The A1082 is an English A road entirely in the county of Norfolk. It runs from a junction with the A148 King's Lynn to Cromer Road to a roundabout on the A149 in the North Norfolk coastal town of Sheringham.

==Route==
The A1082 (Holway Road) is a link from the A148 King's Lynn to Cromer road to the town centre of Sheringham, which is 1.3 mi north from this junction. It also joins the A149 King's Lynn to Great Yarmouth road to the A148, providing an alternative route for easterly drivers on the A149, around the town centre of Cromer, whose one way system snarls up in the summer. ¾ of the length of the A1082 is a 30 mi/h speed Limit. There is one controlled pedestrian crossing.

== Landmarks ==
On the eastern side of the carriage way 0.4 mi from the northern end of the road is Sheringham's new community centre.

=== Pretty Corner Woodland ===
From the southern terminus of the road running along the eastern side of the road towards the town of Sheringham is an area of woodland with full access to the general public.
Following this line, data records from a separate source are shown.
use std::io::Read;
use std::path::Path;

use anyhow::{bail, Context, Result};
use parcel_crypto::{generate_fingerprint, Engine};
use parcel_protocol::codec::{decode_b64, decode_record, encode_record};
use tracing::info;

use crate::Command;

/// Use `value` if given, otherwise read all of stdin.
fn arg_or_stdin(value: Option<String>, what: &str) -> Result<String> {
    match value {
        Some(value) => Ok(value),
        None => {
            let mut buf = String::new();
            std::io::stdin()
                .read_to_string(&mut buf)
                .with_context(|| format!("failed to read {what} from stdin"))?;
            Ok(buf.trim_end_matches(['\r', '\n']).to_string())
        }
    }
}

fn file_or_stdin(path: Option<&Path>, what: &str) -> Result<String> {
    match path {
        Some(path) => std::fs::read_to_string(path)
            .with_context(|| format!("failed to read {what}: {}", path.display())),
        None => arg_or_stdin(None, what),
    }
}

pub async fn run(engine: &Engine, command: Command) -> Result<()> {
    match command {
        Command::Init => {
            let me = engine.identity().require_active().await?;
            println!("key id:      {}", me.id);
            println!("public key:  {}", me.public_key_b64());
            println!("fingerprint: {}", generate_fingerprint(&me.public_key));
        }

        Command::Fingerprint => {
            let data = engine.own_verification_data().await?;
            println!("fingerprint: {}", data.fingerprint);
            println!("short:       {}", data.short_fingerprint);
            println!("payload:     {}", data.payload_json);
        }

        Command::Encrypt {
            peer_id,
            peer_key,
            message,
        } => {
            let peer_key = decode_b64("peer key", &peer_key).context("invalid peer public key")?;
            let message = arg_or_stdin(message, "message")?;
            let record = engine
                .encrypt_as_active(&message, &peer_key, &peer_id)
                .await
                .with_context(|| format!("failed to encrypt for {peer_id}"))?;
            println!("{}", encode_record(&record)?);
        }

        Command::Decrypt { sender_id, record } => {
            let json = arg_or_stdin(record, "record")?;
            let record = decode_record(&json).context("invalid record")?;
            let plaintext = engine.decrypt_as_active(&record, &sender_id).await?;
            println!("{plaintext}");
        }

        Command::ExportBackup { password, out } => {
            let blob = engine.backup().export_keys_for_backup(&password).await?;
            match out {
                Some(path) => {
                    std::fs::write(&path, format!("{blob}\n"))
                        .with_context(|| format!("failed to write backup: {}", path.display()))?;
                    info!(path = %path.display(), "backup written");
                }
                None => println!("{blob}"),
            }
        }

        Command::ImportBackup { password, file } => {
            let blob = file_or_stdin(file.as_deref(), "backup")?;
            let pair = engine
                .backup()
                .import_keys_from_backup(&blob, &password)
                .await?;
            println!("restored key {}", pair.id);
        }

        Command::Verify {
            payload,
            expected_key,
        } => {
            let result = engine.verify_qr_code(&payload, &expected_key);
            match result.error {
                None if result.valid => println!("verified"),
                Some(reason) => bail!("verification failed: {reason}"),
                None => bail!("verification failed"),
            }
        }

        Command::Sweep => {
            let removed = engine.sessions().delete_expired_sessions().await?;
            println!("removed {removed} expired session(s)");
        }

        Command::Rotate => {
            let pair = engine.identity().rotate_identity_keys().await?;
            println!("new key id:  {}", pair.id);
            println!("fingerprint: {}", generate_fingerprint(&pair.public_key));
        }

        Command::Status => {
            for pair in engine.identity().key_history().await? {
                println!(
                    "{} {} created={} label={}",
                    if pair.is_active { "*" } else { " " },
                    pair.id,
                    pair.created_at,
                    pair.device_label.as_deref().unwrap_or("-"),
                );
            }
            let due = engine.sessions().sessions_due_for_rotation().await?;
            if !due.is_empty() {
                println!("rotation due for: {}", due.join(", "));
            }
        }

        Command::Label { id, label } => {
            engine.identity().set_device_label(&id, label).await?;
            println!("updated {id}");
        }
    }
    Ok(())
}
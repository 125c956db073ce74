//! AES-256-GCM helpers shared by message encryption, key backups and the
//! encrypted file store.

use ring::aead::{Aad, LessSafeKey, Nonce, UnboundKey, AES_256_GCM};
use ring::rand::{SecureRandom, SystemRandom};
use zeroize::Zeroizing;

use crate::error::CryptoError;

/// AES-256 key size.
pub const KEY_LEN: usize = 32;

/// GCM nonce size (96 bits).
pub const NONCE_LEN: usize = 12;

/// AES-256-GCM authentication tag size.
pub const GCM_TAG_SIZE: usize = 16;

fn to_aead_key(key: &[u8; KEY_LEN]) -> Result<LessSafeKey, CryptoError> {
    let unbound = UnboundKey::new(&AES_256_GCM, key)
        .map_err(|_| CryptoError::InvalidKey("AES-256-GCM key".into()))?;
    Ok(LessSafeKey::new(unbound))
}

/// Fill an array from the system CSPRNG.
pub fn random_bytes<const N: usize>() -> Result<[u8; N], CryptoError> {
    let mut out = [0u8; N];
    SystemRandom::new()
        .fill(&mut out)
        .map_err(|_| CryptoError::Encryption)?;
    Ok(out)
}

/// Fresh random 96-bit nonce.
pub fn random_nonce() -> Result<[u8; NONCE_LEN], CryptoError> {
    random_bytes::<NONCE_LEN>()
}

/// Encrypt `plaintext`, returning ciphertext with the 16-byte tag appended.
pub fn seal(
    key: &[u8; KEY_LEN],
    nonce: &[u8; NONCE_LEN],
    aad: &[u8],
    plaintext: &[u8],
) -> Result<Vec<u8>, CryptoError> {
    let aead_key = to_aead_key(key)?;
    let mut in_out = plaintext.to_vec();
    aead_key
        .seal_in_place_append_tag(
            Nonce::assume_unique_for_key(*nonce),
            Aad::from(aad),
            &mut in_out,
        )
        .map_err(|_| CryptoError::Encryption)?;
    Ok(in_out)
}

/// Decrypt ciphertext-with-tag. Any authentication failure is `Decryption`.
pub fn open(
    key: &[u8; KEY_LEN],
    nonce: &[u8; NONCE_LEN],
    aad: &[u8],
    ciphertext: &[u8],
) -> Result<Zeroizing<Vec<u8>>, CryptoError> {
    if ciphertext.len() < GCM_TAG_SIZE {
        return Err(CryptoError::Decryption);
    }

    let aead_key = to_aead_key(key)?;
    let mut in_out = Zeroizing::new(ciphertext.to_vec());
    let plaintext_len = aead_key
        .open_in_place(
            Nonce::assume_unique_for_key(*nonce),
            Aad::from(aad),
            in_out.as_mut_slice(),
        )
        .map_err(|_| CryptoError::Decryption)?
        .len();
    in_out.truncate(plaintext_len);
    Ok(in_out)
}
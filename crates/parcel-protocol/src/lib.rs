//! Wire artifacts exchanged by the parcel end-to-end encryption core.
//!
//! Nothing in this crate performs cryptography. It defines the records that
//! cross the boundary to the relay/storage collaborator, the payload encoded
//! into verification codes, the location payload, and the framing of
//! password-protected key backups.

pub mod codec;
pub mod error;
pub mod types;

pub use error::ProtocolError;
pub use types::{BackupBlob, Coordinates, EncryptedRecord, VerificationPayload};
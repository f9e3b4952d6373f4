//! Cardano (Shelley) payment transactions.
//!
//! The signed hash covers only the transaction body, the first element of
//! the outer CBOR array. The body bytes are produced once and embedded
//! verbatim in the final transaction so the hash stays stable.

pub mod address;
pub mod cbor;

use std::collections::BTreeMap;

use blake2::{Blake2b, Digest, digest::consts::U32};
use serde_cbor::Value;

use super::{ChainCodec, ChainSpecific, PreSignHash, SignedTransaction, TransactionIntent};
use crate::error::{KeysignError, KeysignResult};
use crate::ledger::SignatureLedger;

pub use address::{create_enterprise_address, create_extended_key};
pub use cbor::extract_transaction_body;

/// Minimum lovelace for a change output.
pub const MIN_UTXO_VALUE: u64 = 1_000_000;

const CBOR_ARRAY_4: u8 = 0x84;
const CBOR_TRUE: u8 = 0xf5;
const CBOR_NULL: u8 = 0xf6;

fn blake2b256(data: &[u8]) -> [u8; 32] {
    let mut out = [0u8; 32];
    out.copy_from_slice(&Blake2b::<U32>::digest(data));
    out
}

fn int(value: u64) -> Value {
    Value::Integer(i128::from(value))
}

fn output(address: Vec<u8>, amount: u64) -> Value {
    Value::Array(vec![Value::Bytes(address), int(amount)])
}

#[derive(Debug, Clone, PartialEq, Eq)]
pub struct UnsignedCardanoTx {
    /// Canonical CBOR of the transaction body map.
    pub body: Vec<u8>,
    pub fee: u64,
}

pub struct CardanoCodec;

impl ChainCodec for CardanoCodec {
    type Unsigned = UnsignedCardanoTx;

    fn build_unsigned(&self, intent: &TransactionIntent) -> KeysignResult<UnsignedCardanoTx> {
        let ChainSpecific::Cardano {
            byte_fee,
            send_max_amount,
            ttl,
            utxos,
        } = &intent.chain_specific
        else {
            return Err(intent.mismatch("Cardano"));
        };

        if utxos.is_empty() {
            return Err(KeysignError::InvalidIntent(
                "No spendable inputs".to_string(),
            ));
        }
        if intent.memo().is_some() {
            tracing::warn!("Cardano transfers do not carry memos; memo dropped");
        }

        let sender = address::decode_address(&intent.coin.address)?;
        let destination = address::decode_address(&intent.to_address)?;

        let mut inputs = Vec::with_capacity(utxos.len());
        let mut total: u64 = 0;
        for utxo in utxos {
            let hash = hex::decode(&utxo.hash)
                .ok()
                .filter(|h| h.len() == 32)
                .ok_or_else(|| {
                    KeysignError::InvalidIntent(format!("UTXO hash {} is not 32 bytes", utxo.hash))
                })?;
            inputs.push(Value::Array(vec![
                Value::Bytes(hash),
                int(u64::from(utxo.index)),
            ]));
            total = total
                .checked_add(utxo.amount)
                .ok_or_else(|| KeysignError::InvalidIntent("Input total overflows".to_string()))?;
        }

        let mut fee = *byte_fee;
        let mut outputs = Vec::with_capacity(2);
        if *send_max_amount {
            let amount = total
                .checked_sub(fee)
                .filter(|amount| *amount >= MIN_UTXO_VALUE)
                .ok_or(KeysignError::InsufficientFunds {
                    needed: u128::from(fee) + u128::from(MIN_UTXO_VALUE),
                    available: u128::from(total),
                })?;
            outputs.push(output(destination, amount));
        } else {
            let amount = u64::try_from(intent.amount)
                .map_err(|_| KeysignError::InvalidIntent("Amount exceeds u64".to_string()))?;
            let needed = amount.saturating_add(fee);
            let change = total
                .checked_sub(needed)
                .ok_or(KeysignError::InsufficientFunds {
                    needed: u128::from(needed),
                    available: u128::from(total),
                })?;

            outputs.push(output(destination, amount));
            if change >= MIN_UTXO_VALUE {
                outputs.push(output(sender, change));
            } else {
                fee += change;
            }
        }

        let body: BTreeMap<Value, Value> = [
            (int(0), Value::Array(inputs)),
            (int(1), Value::Array(outputs)),
            (int(2), int(fee)),
            (int(3), int(*ttl)),
        ]
        .into_iter()
        .collect();
        let body = serde_cbor::to_vec(&Value::Map(body))
            .map_err(|e| KeysignError::Serialization(format!("Cardano body: {e}")))?;

        Ok(UnsignedCardanoTx { body, fee })
    }

    fn pre_sign_hashes(&self, unsigned: &UnsignedCardanoTx) -> KeysignResult<Vec<PreSignHash>> {
        Ok(vec![PreSignHash::new(blake2b256(&unsigned.body).to_vec())])
    }

    fn finalize(
        &self,
        unsigned: &UnsignedCardanoTx,
        public_key: &[u8],
        ledger: &SignatureLedger,
    ) -> KeysignResult<SignedTransaction> {
        let hashes = self.pre_sign_hashes(unsigned)?;
        let signatures = super::collect_verified(&hashes, public_key, ledger)?;

        let vkey_witness = Value::Array(vec![
            Value::Bytes(public_key.to_vec()),
            Value::Bytes(signatures[0].compact()?.to_vec()),
        ]);
        let witness_set: BTreeMap<Value, Value> = [(int(0), Value::Array(vec![vkey_witness]))]
            .into_iter()
            .collect();
        let witness_set = serde_cbor::to_vec(&Value::Map(witness_set))
            .map_err(|e| KeysignError::Serialization(format!("Cardano witness: {e}")))?;

        let mut raw_bytes = Vec::with_capacity(1 + unsigned.body.len() + witness_set.len() + 2);
        raw_bytes.push(CBOR_ARRAY_4);
        raw_bytes.extend_from_slice(&unsigned.body);
        raw_bytes.extend_from_slice(&witness_set);
        raw_bytes.push(CBOR_TRUE);
        raw_bytes.push(CBOR_NULL);

        let tx_hash = self.tx_hash(&raw_bytes)?;
        Ok(SignedTransaction {
            raw_bytes,
            tx_hash,
            signature: None,
        })
    }

    fn tx_hash(&self, final_bytes: &[u8]) -> KeysignResult<String> {
        let hash = match cbor::extract_transaction_body(final_bytes) {
            Ok(body) => blake2b256(body),
            Err(e) => {
                tracing::warn!(error = %e, "Could not extract Cardano body; hashing whole transaction");
                blake2b256(final_bytes)
            }
        };
        Ok(hex::encode(hash))
    }
}

#[cfg(test)]
mod tests {
    use super::*;
    use crate::codec::intent::{Chain, Coin, UtxoInfo};
    use crate::signature::test_keys::{eddsa_public, eddsa_sign};

    fn intent(amount: u128, send_max: bool) -> TransactionIntent {
        let sender = create_enterprise_address(&eddsa_public()).unwrap();
        let recipient = create_enterprise_address(&[0x33; 32]).unwrap();
        TransactionIntent {
            coin: Coin {
                chain: Chain::Cardano,
                ticker: "ADA".to_string(),
                address: sender,
                decimals: 6,
                contract_address: None,
                is_native_token: true,
                hex_public_key: hex::encode(eddsa_public()),
            },
            to_address: recipient,
            amount,
            memo: None,
            chain_specific: ChainSpecific::Cardano {
                byte_fee: 180_000,
                send_max_amount: send_max,
                ttl: 150_000_000,
                utxos: vec![
                    UtxoInfo {
                        hash: "ab".repeat(32),
                        amount: 5_000_000,
                        index: 0,
                    },
                    UtxoInfo {
                        hash: "cd".repeat(32),
                        amount: 3_000_000,
                        index: 1,
                    },
                ],
            },
        }
    }

    fn body_map(unsigned: &UnsignedCardanoTx) -> BTreeMap<Value, Value> {
        match serde_cbor::from_slice(&unsigned.body).unwrap() {
            Value::Map(map) => map,
            other => panic!("body is not a map: {other:?}"),
        }
    }

    #[test]
    fn test_change_output_above_minimum() {
        let unsigned = CardanoCodec
            .build_unsigned(&intent(2_000_000, false))
            .unwrap();
        let body = body_map(&unsigned);
        let Value::Array(outputs) = &body[&int(1)] else {
            panic!("outputs");
        };
        assert_eq!(outputs.len(), 2);
        assert_eq!(body[&int(2)], int(180_000));
        assert_eq!(body[&int(3)], int(150_000_000));
    }

    #[test]
    fn test_small_change_folds_into_fee() {
        let unsigned = CardanoCodec
            .build_unsigned(&intent(8_000_000 - 180_000 - 500_000, false))
            .unwrap();
        assert_eq!(unsigned.fee, 680_000);
        let body = body_map(&unsigned);
        let Value::Array(outputs) = &body[&int(1)] else {
            panic!("outputs");
        };
        assert_eq!(outputs.len(), 1);
    }

    #[test]
    fn test_send_max_spends_everything_minus_fee() {
        let unsigned = CardanoCodec.build_unsigned(&intent(0, true)).unwrap();
        let body = body_map(&unsigned);
        let Value::Array(outputs) = &body[&int(1)] else {
            panic!("outputs");
        };
        assert_eq!(
            outputs[0],
            output(
                address::decode_address(&create_enterprise_address(&[0x33; 32]).unwrap()).unwrap(),
                8_000_000 - 180_000,
            )
        );
    }

    #[test]
    fn test_insufficient_funds() {
        assert!(matches!(
            CardanoCodec.build_unsigned(&intent(8_000_000, false)),
            Err(KeysignError::InsufficientFunds { .. })
        ));
    }

    #[test]
    fn test_tx_hash_covers_body_only() {
        let unsigned = CardanoCodec
            .build_unsigned(&intent(2_000_000, false))
            .unwrap();
        let hash = &CardanoCodec.pre_sign_hashes(&unsigned).unwrap()[0];
        let ledger = SignatureLedger::new();
        ledger.put(hash, eddsa_sign(hash.as_bytes())).unwrap();

        let signed = CardanoCodec
            .finalize(&unsigned, &eddsa_public(), &ledger)
            .unwrap();
        assert_eq!(
            extract_transaction_body(&signed.raw_bytes).unwrap(),
            unsigned.body.as_slice()
        );
        assert_eq!(signed.tx_hash, hash.to_hex());

        let decoded: Value = serde_cbor::from_slice(&signed.raw_bytes).unwrap();
        let Value::Array(items) = decoded else {
            panic!("transaction is not an array");
        };
        assert_eq!(items.len(), 4);
        assert_eq!(items[2], Value::Bool(true));
        assert_eq!(items[3], Value::Null);
    }

    #[test]
    fn test_tx_hash_falls_back_to_whole_bytes() {
        let garbage = [0x01, 0x02, 0x03];
        assert_eq!(
            CardanoCodec.tx_hash(&garbage).unwrap(),
            hex::encode(blake2b256(&garbage))
        );
    }
}
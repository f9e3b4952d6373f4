//! AES-256-GCM envelopes for relay payloads and vault backups.
//!
//! Wire format is `nonce (12 bytes) || ciphertext || tag`. Relay payloads
//! are keyed by the session's 32-byte hex key; backups by SHA-256 of the
//! user's password.

use aes_gcm::{
    Aes256Gcm, Nonce,
    aead::{Aead, AeadCore, KeyInit, OsRng},
};
use base64::{Engine, engine::general_purpose::STANDARD as BASE64};
use sha2::{Digest, Sha256};
use zeroize::Zeroizing;

use crate::error::{KeysignError, KeysignResult};

const NONCE_LEN: usize = 12;

/// Generate a fresh random 32-byte session key, hex encoded.
pub fn generate_session_key() -> String {
    let key = Aes256Gcm::generate_key(&mut OsRng);
    hex::encode(key)
}

/// Derive a backup key from a password.
pub fn password_key(password: &str) -> Zeroizing<[u8; 32]> {
    Zeroizing::new(Sha256::digest(password.as_bytes()).into())
}

/// Decode a hex session key, rejecting anything but 32 bytes.
pub fn session_key_bytes(key_hex: &str) -> KeysignResult<Zeroizing<Vec<u8>>> {
    let key = Zeroizing::new(hex::decode(key_hex)?);
    if key.len() != 32 {
        return Err(KeysignError::InvalidIntent(format!(
            "Session key must be 32 bytes, got {}",
            key.len()
        )));
    }
    Ok(key)
}

/// Seal plaintext under a 32-byte key.
pub fn seal(key: &[u8], plaintext: &[u8]) -> KeysignResult<Vec<u8>> {
    let cipher = Aes256Gcm::new_from_slice(key)
        .map_err(|e| KeysignError::Internal(format!("Invalid AES key: {e}")))?;
    let nonce = Aes256Gcm::generate_nonce(&mut OsRng);

    let ciphertext = cipher
        .encrypt(&nonce, plaintext)
        .map_err(|e| KeysignError::Internal(format!("Encryption failed: {e}")))?;

    let mut out = Vec::with_capacity(NONCE_LEN + ciphertext.len());
    out.extend_from_slice(&nonce);
    out.extend_from_slice(&ciphertext);
    Ok(out)
}

/// Open a sealed envelope. A wrong key surfaces as [`KeysignError::Decryption`].
pub fn open(key: &[u8], sealed: &[u8]) -> KeysignResult<Vec<u8>> {
    if sealed.len() < NONCE_LEN {
        return Err(KeysignError::Decryption("Payload truncated".to_string()));
    }

    let cipher = Aes256Gcm::new_from_slice(key)
        .map_err(|e| KeysignError::Internal(format!("Invalid AES key: {e}")))?;
    let (nonce, ciphertext) = sealed.split_at(NONCE_LEN);

    cipher
        .decrypt(Nonce::from_slice(nonce), ciphertext)
        .map_err(|_| KeysignError::Decryption("Authentication tag mismatch".to_string()))
}

/// Convenience: seal with a hex session key and return base64.
pub fn seal_to_base64(key_hex: &str, plaintext: &[u8]) -> KeysignResult<String> {
    let key = session_key_bytes(key_hex)?;
    Ok(BASE64.encode(seal(&key, plaintext)?))
}

/// Convenience: open a base64 envelope with a hex session key.
pub fn open_from_base64(key_hex: &str, sealed_base64: &str) -> KeysignResult<Vec<u8>> {
    let key = session_key_bytes(key_hex)?;
    let sealed = BASE64
        .decode(sealed_base64)
        .map_err(|e| KeysignError::Deserialization(format!("Invalid base64: {e}")))?;
    open(&key, &sealed)
}

/// Hex SHA-256, used for relay message hashes and topic ids.
pub fn sha256_hex(data: &[u8]) -> String {
    hex::encode(Sha256::digest(data))
}
//! Hash-to-signature map filled by ceremonies and read by codec finalize.
//!
//! Writes are set-once per hash. A repeated identical write is an
//! idempotent no-op; a different signature for the same hash is rejected.

use std::collections::HashMap;
use std::sync::RwLock;

use crate::codec::PreSignHash;
use crate::error::{KeysignError, KeysignResult};
use crate::signature::SignaturePackage;

/// Set-once signature store keyed by lowercase hash hex.
#[derive(Debug, Default)]
pub struct SignatureLedger {
    entries: RwLock<HashMap<String, SignaturePackage>>,
}

impl SignatureLedger {
    pub fn new() -> Self {
        Self::default()
    }

    /// Record a signature. Returns `true` if this call inserted it.
    pub fn put(&self, hash: &PreSignHash, signature: SignaturePackage) -> KeysignResult<bool> {
        let key = hash.to_hex();
        let mut entries = self
            .entries
            .write()
            .map_err(|_| KeysignError::Internal("Signature ledger lock poisoned".to_string()))?;

        match entries.get(&key) {
            Some(existing) if *existing == signature => Ok(false),
            Some(_) => {
                tracing::warn!(hash = %key, "Rejected conflicting signature");
                Err(KeysignError::SignatureConflict { hash: key })
            }
            None => {
                entries.insert(key.clone(), signature);
                tracing::debug!(hash = %key, "Recorded signature");
                Ok(true)
            }
        }
    }

    /// Fetch the signature for a hash.
    pub fn get(&self, hash: &PreSignHash) -> KeysignResult<SignaturePackage> {
        let key = hash.to_hex();
        let entries = self
            .entries
            .read()
            .map_err(|_| KeysignError::Internal("Signature ledger lock poisoned".to_string()))?;
        entries
            .get(&key)
            .cloned()
            .ok_or(KeysignError::SignatureNotFound { hash: key })
    }

    pub fn contains(&self, hash: &PreSignHash) -> bool {
        self.entries
            .read()
            .is_ok_and(|entries| entries.contains_key(&hash.to_hex()))
    }

    /// Hex of every hash in `required` that has no entry yet, in order.
    pub fn missing(&self, required: &[PreSignHash]) -> Vec<String> {
        required
            .iter()
            .filter(|hash| !self.contains(hash))
            .map(PreSignHash::to_hex)
            .collect()
    }

    pub fn len(&self) -> usize {
        self.entries.read().map_or(0, |entries| entries.len())
    }

    pub fn is_empty(&self) -> bool {
        self.len() == 0
    }
}

#[cfg(test)]
mod tests {
    use std::sync::Arc;

    use super::*;
    use crate::signature::test_keys::{ecdsa_sign, eddsa_sign};

    #[test]
    fn test_put_then_get() {
        let ledger = SignatureLedger::new();
        let hash = PreSignHash::new(vec![1u8; 32]);
        let sig = ecdsa_sign(hash.as_bytes());

        assert!(ledger.put(&hash, sig.clone()).unwrap());
        assert_eq!(ledger.get(&hash).unwrap(), sig);
    }

    #[test]
    fn test_identical_write_is_noop() {
        let ledger = SignatureLedger::new();
        let hash = PreSignHash::new(vec![2u8; 32]);
        let sig = ecdsa_sign(hash.as_bytes());

        assert!(ledger.put(&hash, sig.clone()).unwrap());
        assert!(!ledger.put(&hash, sig).unwrap());
        assert_eq!(ledger.len(), 1);
    }

    #[test]
    fn test_conflicting_write_is_rejected_and_original_kept() {
        let ledger = SignatureLedger::new();
        let hash = PreSignHash::new(vec![3u8; 32]);
        let first = ecdsa_sign(hash.as_bytes());
        let second = eddsa_sign(hash.as_bytes());

        ledger.put(&hash, first.clone()).unwrap();
        let result = ledger.put(&hash, second);
        assert!(matches!(
            result,
            Err(KeysignError::SignatureConflict { .. })
        ));
        assert_eq!(ledger.get(&hash).unwrap(), first);
    }

    #[test]
    fn test_missing_hash_is_not_found() {
        let ledger = SignatureLedger::new();
        let hash = PreSignHash::new(vec![4u8; 32]);
        assert!(matches!(
            ledger.get(&hash),
            Err(KeysignError::SignatureNotFound { hash: h }) if h == hash.to_hex()
        ));
    }

    #[test]
    fn test_missing_lists_in_order() {
        let ledger = SignatureLedger::new();
        let hashes: Vec<PreSignHash> = (5u8..8).map(|b| PreSignHash::new(vec![b; 32])).collect();
        ledger
            .put(&hashes[1], ecdsa_sign(hashes[1].as_bytes()))
            .unwrap();

        assert_eq!(
            ledger.missing(&hashes),
            vec![hashes[0].to_hex(), hashes[2].to_hex()]
        );
    }

    #[test]
    fn test_concurrent_readers_and_writers() {
        let ledger = Arc::new(SignatureLedger::new());
        let hashes: Vec<PreSignHash> = (0u8..16).map(|b| PreSignHash::new(vec![b; 32])).collect();

        let writers: Vec<_> = hashes
            .iter()
            .cloned()
            .map(|hash| {
                let ledger = Arc::clone(&ledger);
                std::thread::spawn(move || {
                    let sig = ecdsa_sign(hash.as_bytes());
                    ledger.put(&hash, sig).unwrap();
                })
            })
            .collect();
        for writer in writers {
            writer.join().unwrap();
        }

        assert!(ledger.missing(&hashes).is_empty());
        assert_eq!(ledger.len(), 16);
    }
}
The area is managed by the Woodland Trust and covers an area of 31.43 ha and is called Pretty Corner. There is a car park and access to the woodland of the A1082 0.8 mi from Sheringham on the southern side of the carriage way. Within the wood there are several walks including one which takes you to one of the highest points in Norfolk at 96 m above sea level. From here there are good views across the North Sea and the nearby Sheringham Shoal Offshore Wind Farm.

==History==
===Original Walthamstow route===
The A1082 was a very short A road in Walthamstow. It started on the A104 Lea Bridge Road and headed along a short section of Whipps Cross Road to end on the A406 Woodford New Road.

The A1082 was originally part of the B160 but came into being in the mid-1920s following the construction of the A406 Woodford New Road. The A406 continued onto Whipps Cross Road and the A1082 number was given to that part of the road that remained.

The road now forms the western side of the Whipps Cross Roundabout and the A406 has moved elsewhere.